Kentucky Fried Chicken in Leicester has achieved the rare distinction of offending Muslims by doing something that they weren’t actually offended by. A branch of the takeaway chain that was part of a pilot scheme to offer halal chicken to Muslim customers blotted its copy book by withdrawing alcohol-based handwipes in case they violated Islamic principles.
But when a local KFC diner, Graham Noakes, complained about the ban earlier earlier this week to the Leicester Mercury, Muslim leaders were baffled. They made it clear that their only problem with alcohol was drinking it, and there was no edict in place against using it for hygiene or medicinal purposes. What they were mildly offended by, though, was KFC’s assumption that they would find such a minor thing offensive in the first place.
As Suleman Nagdi, of the Federation of Muslim Organisations, put it: “We have all the bigots coming out and saying ‘there you go again, the Muslims are demanding something’, when it is not the case that we are demanding anything.”
It’s nice to see Muslim leaders acting as the voice of common sense in this kind of “religious sensitives” case, which is far from the first of its kind. A while back, there was a similar row when a hospital removed Gideon Bibles over fears they would offend followers of other religions.
But it also gives me an excuse to tell an amusing tale about a Muslim leader who was indeed offended by alcoholic handwipes. And before anyone takes offence, don’t worry, this story come to me from a Muslim friend of mine, who found the whole thing very funny indeed.
Our story begins in Iraq in 2004, where my friend was working as a deputy minister in the new Iraqi government. He was not, I should admit, a particularly observant Muslim. The first time we met for lunch in one of Baghdad’s few licensed restaurants, we had an eight-pint, all-afternoon-and-into-the-early-evening bender, which ended up with his baffled bodyguard entourage driving us both home somewhat plastered.

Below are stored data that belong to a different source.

//! Integration tests for the settlement workflow state machine.

use std::sync::Arc;

use kwesta::api::SubmitOutcome;
use kwesta::domain::Denomination;
use kwesta::error::ApiError;
use kwesta::session::{keys, CredentialStore};
use kwesta::settlement::{FormInput, Phase, SettlementSession};
use kwesta::testkit::{logged_in_store, sample_volunteer_box, MemoryStore, ScriptedApi};
use rust_decimal_macros::dec;

fn session_with(api: Arc<ScriptedApi>, store: Arc<MemoryStore>) -> SettlementSession {
    SettlementSession::new(api, store)
}

#[tokio::test]
async fn test_happy_path_settlement() {
    let api = Arc::new(ScriptedApi::new());
    let store = Arc::new(logged_in_store());
    let mut session = session_with(api.clone(), store);

    assert_eq!(session.open(7).await, &Phase::Ready);
    assert_eq!(session.volunteer().unwrap().headline(), "WOL-0007 - Jan Kowalski");
    // the logged-in user (id 4 in the sample roster) is pre-seeded
    assert_eq!(session.selected_counters().len(), 1);
    assert_eq!(session.selected_counters()[0].id, 4);

    session.edit(FormInput::Count(Denomination::Coin1Zl, "3".into()));
    session.edit(FormInput::Count(Denomination::Note10Zl, "2".into()));
    session.edit(FormInput::SelectCounter(9));
    assert_eq!(session.summary().grand_total, dec!(23.00));

    assert_eq!(session.submit().await, &Phase::Succeeded { settlement_id: 1 });

    let sent = api.last_submission.lock().unwrap().clone().unwrap();
    let json = serde_json::to_value(&sent).unwrap();
    assert_eq!(json["m1zl"], 3);
    assert_eq!(json["b10zl"], 2);
    assert_eq!(json["terminal"], 0);
    assert_eq!(json["liczacy"], "4,9");
    assert_eq!(json["sala"], "GŁÓWNA");
}

#[tokio::test]
async fn test_terminal_volunteer_flow() {
    let api = Arc::new(ScriptedApi::new().with_detail(Ok(sample_volunteer_box(7, true))));
    let store = Arc::new(logged_in_store());
    let mut session = session_with(api.clone(), store);

    session.open(7).await;
    session.edit(FormInput::Count(Denomination::Coin5Zl, "1".into()));
    session.edit(FormInput::TerminalAmount("15.50".into()));

    let summary = session.summary();
    assert!(summary.show_terminal);
    assert_eq!(summary.cash_total, dec!(5.00));
    assert_eq!(summary.terminal_total, dec!(15.50));
    assert_eq!(summary.grand_total, dec!(20.50));

    session.submit().await;
    let sent = api.last_submission.lock().unwrap().clone().unwrap();
    let json = serde_json::to_value(&sent).unwrap();
    assert_eq!(json["terminal"], 1);
    assert_eq!(json["kwotaZTerminala"], 15.5);
}

#[tokio::test]
async fn test_rejected_submit_keeps_form_state() {
    let api = Arc::new(ScriptedApi::new().with_submit(Ok(SubmitOutcome::Rejected {
        message: "Duplicate".into(),
    })));
    let store = Arc::new(logged_in_store());
    let mut session = session_with(api.clone(), store);

    session.open(7).await;
    session.edit(FormInput::Count(Denomination::Note100Zl, "4".into()));
    session.edit(FormInput::SelectCounter(9));

    assert_eq!(
        session.submit().await,
        &Phase::Failed {
            message: "Duplicate".into()
        }
    );
    // everything entered survives the failure for a retry
    assert_eq!(session.summary().cash_total, dec!(400));
    assert_eq!(session.selected_counters().len(), 2);

    *api.submit.lock().unwrap() = Ok(SubmitOutcome::Accepted { settlement_id: 12 });
    assert_eq!(session.submit().await, &Phase::Succeeded { settlement_id: 12 });
}

#[tokio::test]
async fn test_network_failure_surfaces_and_allows_retry() {
    let api = Arc::new(
        ScriptedApi::new().with_submit(Err(ApiError::Network("connection reset".into()))),
    );
    let store = Arc::new(logged_in_store());
    let mut session = session_with(api.clone(), store);

    session.open(7).await;
    let phase = session.submit().await.clone();
    match phase {
        Phase::Failed { message } => assert!(message.contains("connection reset")),
        other => panic!("expected Failed, got {other:?}"),
    }

    *api.submit.lock().unwrap() = Ok(SubmitOutcome::Accepted { settlement_id: 3 });
    assert_eq!(session.submit().await, &Phase::Succeeded { settlement_id: 3 });
    assert_eq!(api.calls.submit.load(std::sync::atomic::Ordering::SeqCst), 2);
}

#[tokio::test]
async fn test_submit_without_token_skips_network() {
    let api = Arc::new(ScriptedApi::new());
    let store = Arc::new(logged_in_store());
    let mut session = session_with(api.clone(), store.clone());

    session.open(7).await;
    store.remove(keys::AUTH_TOKEN);

    assert_eq!(session.submit().await, &Phase::Unauthenticated);
    assert_eq!(api.calls.submit.load(std::sync::atomic::Ordering::SeqCst), 0);
    // the remaining credential keys were cleared too
    assert!(store.get(keys::BASE_URL).is_none());
}

#[tokio::test]
async fn test_open_without_session_skips_network() {
    let api = Arc::new(ScriptedApi::new());
    let store = Arc::new(MemoryStore::default());
    let mut session = session_with(api.clone(), store);

    assert_eq!(session.open(7).await, &Phase::Unauthenticated);
    assert_eq!(api.network_calls(), 0);
}

#[tokio::test]
async fn test_expired_token_forces_reauthentication() {
    let api = Arc::new(ScriptedApi::new());
    let store = Arc::new(logged_in_store());
    store.set(keys::TOKEN_EXPIRES_AT, "2020-01-01T00:00:00Z");
    let mut session = session_with(api.clone(), store.clone());

    assert_eq!(session.open(7).await, &Phase::Unauthenticated);
    assert_eq!(api.network_calls(), 0);
    assert!(store.get(keys::AUTH_TOKEN).is_none());
}

#[tokio::test]
async fn test_auth_rejection_during_load_clears_session() {
    let api = Arc::new(ScriptedApi::new().with_detail(Err(ApiError::AuthRejected)));
    let store = Arc::new(logged_in_store());
    let mut session = session_with(api, store.clone());

    assert_eq!(session.open(7).await, &Phase::Unauthenticated);
    assert!(store.get(keys::AUTH_TOKEN).is_none());
}

#[tokio::test]
async fn test_load_failure_allows_reopening() {
    let api = Arc::new(ScriptedApi::new().with_detail(Err(ApiError::ServerRejected(500))));
    let store = Arc::new(logged_in_store());
    let mut session = session_with(api.clone(), store);

    let phase = session.open(7).await.clone();
    match phase {
        Phase::Failed { message } => assert!(message.contains("500")),
        other => panic!("expected Failed, got {other:?}"),
    }

    *api.detail.lock().unwrap() = Ok(sample_volunteer_box(7, false));
    assert_eq!(session.open(7).await, &Phase::Ready);
}

#[tokio::test]
async fn test_switching_volunteers_resets_form_state() {
    let api = Arc::new(ScriptedApi::new());
    let store = Arc::new(logged_in_store());
    let mut session = session_with(api.clone(), store);

    session.open(7).await;
    session.edit(FormInput::Count(Denomination::Note500Zl, "2".into()));
    session.edit(FormInput::SelectCounter(9));
    session.edit(FormInput::Room("backstage".into()));
    assert_eq!(session.summary().cash_total, dec!(1000));

    *api.detail.lock().unwrap() = Ok(sample_volunteer_box(9, false));
    assert_eq!(session.open(9).await, &Phase::Ready);

    // nothing from volunteer 7 leaks into volunteer 9's settlement
    assert_eq!(session.summary().cash_total, dec!(0));
    assert_eq!(session.selected_counters().len(), 1);
    assert_eq!(session.volunteer().unwrap().volunteer_id, 9);

    session.submit().await;
    let sent = api.last_submission.lock().unwrap().clone().unwrap();
    let json = serde_json::to_value(&sent).unwrap();
    assert_eq!(json["b500zl"], 0);
    assert_eq!(json["sala"], "GŁÓWNA");
}

#[tokio::test]
async fn test_abandon_discards_target() {
    let api = Arc::new(ScriptedApi::new());
    let store = Arc::new(logged_in_store());
    let mut session = session_with(api, store);

    session.open(7).await;
    session.edit(FormInput::Count(Denomination::Coin1Zl, "5".into()));
    session.abandon();

    assert_eq!(session.phase(), &Phase::Idle);
    assert!(session.volunteer().is_none());
    assert_eq!(session.summary().grand_total, dec!(0));
    // edits are rejected until a new target is opened
    assert!(!session.edit(FormInput::Count(Denomination::Coin1Zl, "5".into())));
}

#[tokio::test]
async fn test_edit_rejected_before_open() {
    let api = Arc::new(ScriptedApi::new());
    let store = Arc::new(logged_in_store());
    let mut session = session_with(api, store);

    assert!(!session.edit(FormInput::TerminalAmount("10".into())));
    assert_eq!(session.phase(), &Phase::Idle);
}

#[tokio::test]
async fn test_counter_search_excludes_selected() {
    let api = Arc::new(ScriptedApi::new());
    let store = Arc::new(logged_in_store());
    let mut session = session_with(api, store);

    session.open(7).await;
    session.edit(FormInput::SelectCounter(9));

    let hits = session.filter_counters("");
    assert!(hits.iter().all(|p| p.id != 4 && p.id != 9));
    assert_eq!(session.filter_counters("nowak").len(), 0);
    assert_eq!(session.filter_counters("maria").len(), 1);
}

I digress. The reason we had got to know each other was that the minister concerned was particularly worried about the ongoing “Islamisation” of Iraq at the time, with religious zealots increasingly gaining control of different ministries. Among them was his own boss, a dour Shia who he found it very difficult to work with, and who was also less-than-convivial company when the pair went on ministerial business together.
My friend’s patience was stretched to the limit during a visit to Vienna one week – their first trip out of the Middle East in months, and a fine opportunity, in my friend’s view anyway, to sample some fine European cuisine.
Alas, when the pair headed out to dine that evening, his boss revealed that he was unwilling to eat in any restaurant that even served alcohol. Which, as they found out after inquring at numerous different eateries, meant pretty much everywhere in Vienna.
Instead, after an hour or so of roaming the streets, they ended up in McDonald’s, which was the only place they could find that was “dry”. My pal spent the rest of the evening chewing disconsolately on a Big Mac, plotting his revenge.
On the plane on the way home, he finally got his chance. After the in-flight meal, when his boss opened the complimentary packet of alcoholic wipes and dabbed it around his face and hands, my friend feigned a disapproving stare.
“Minister, you are aware that those wipes contain alcohol, aren’t you?” he said.
His companion looked at him in horror. “They do?”
“Most certainly. And frankly, minister, I am somewhat shocked to see you not only applying it to your hands, but rubbing it over your face as well.”
The tables duly turned, they carried on the journey in silence, parting company just a few months later, as I recall, in a reshuffle.
I’d like to be able to tell you that my friend then went on to become prime minister of Iraq, leading it towards a prosperous and democratic future, but of course it didn’t work out like that. Meanwhile, back at the KFC in Leicester, it seems they’ve put alcoholic handwipes back on the counters again, claiming – as firms usually do in these situations – that it was a mistake by a member of staff rather than company policy.
One question does still seem answered, though. If Kentucky Fried Chicken is so fingerlickin’ good, as the good Colonel Saunders says in the ad, why do you need handwipes in the first place?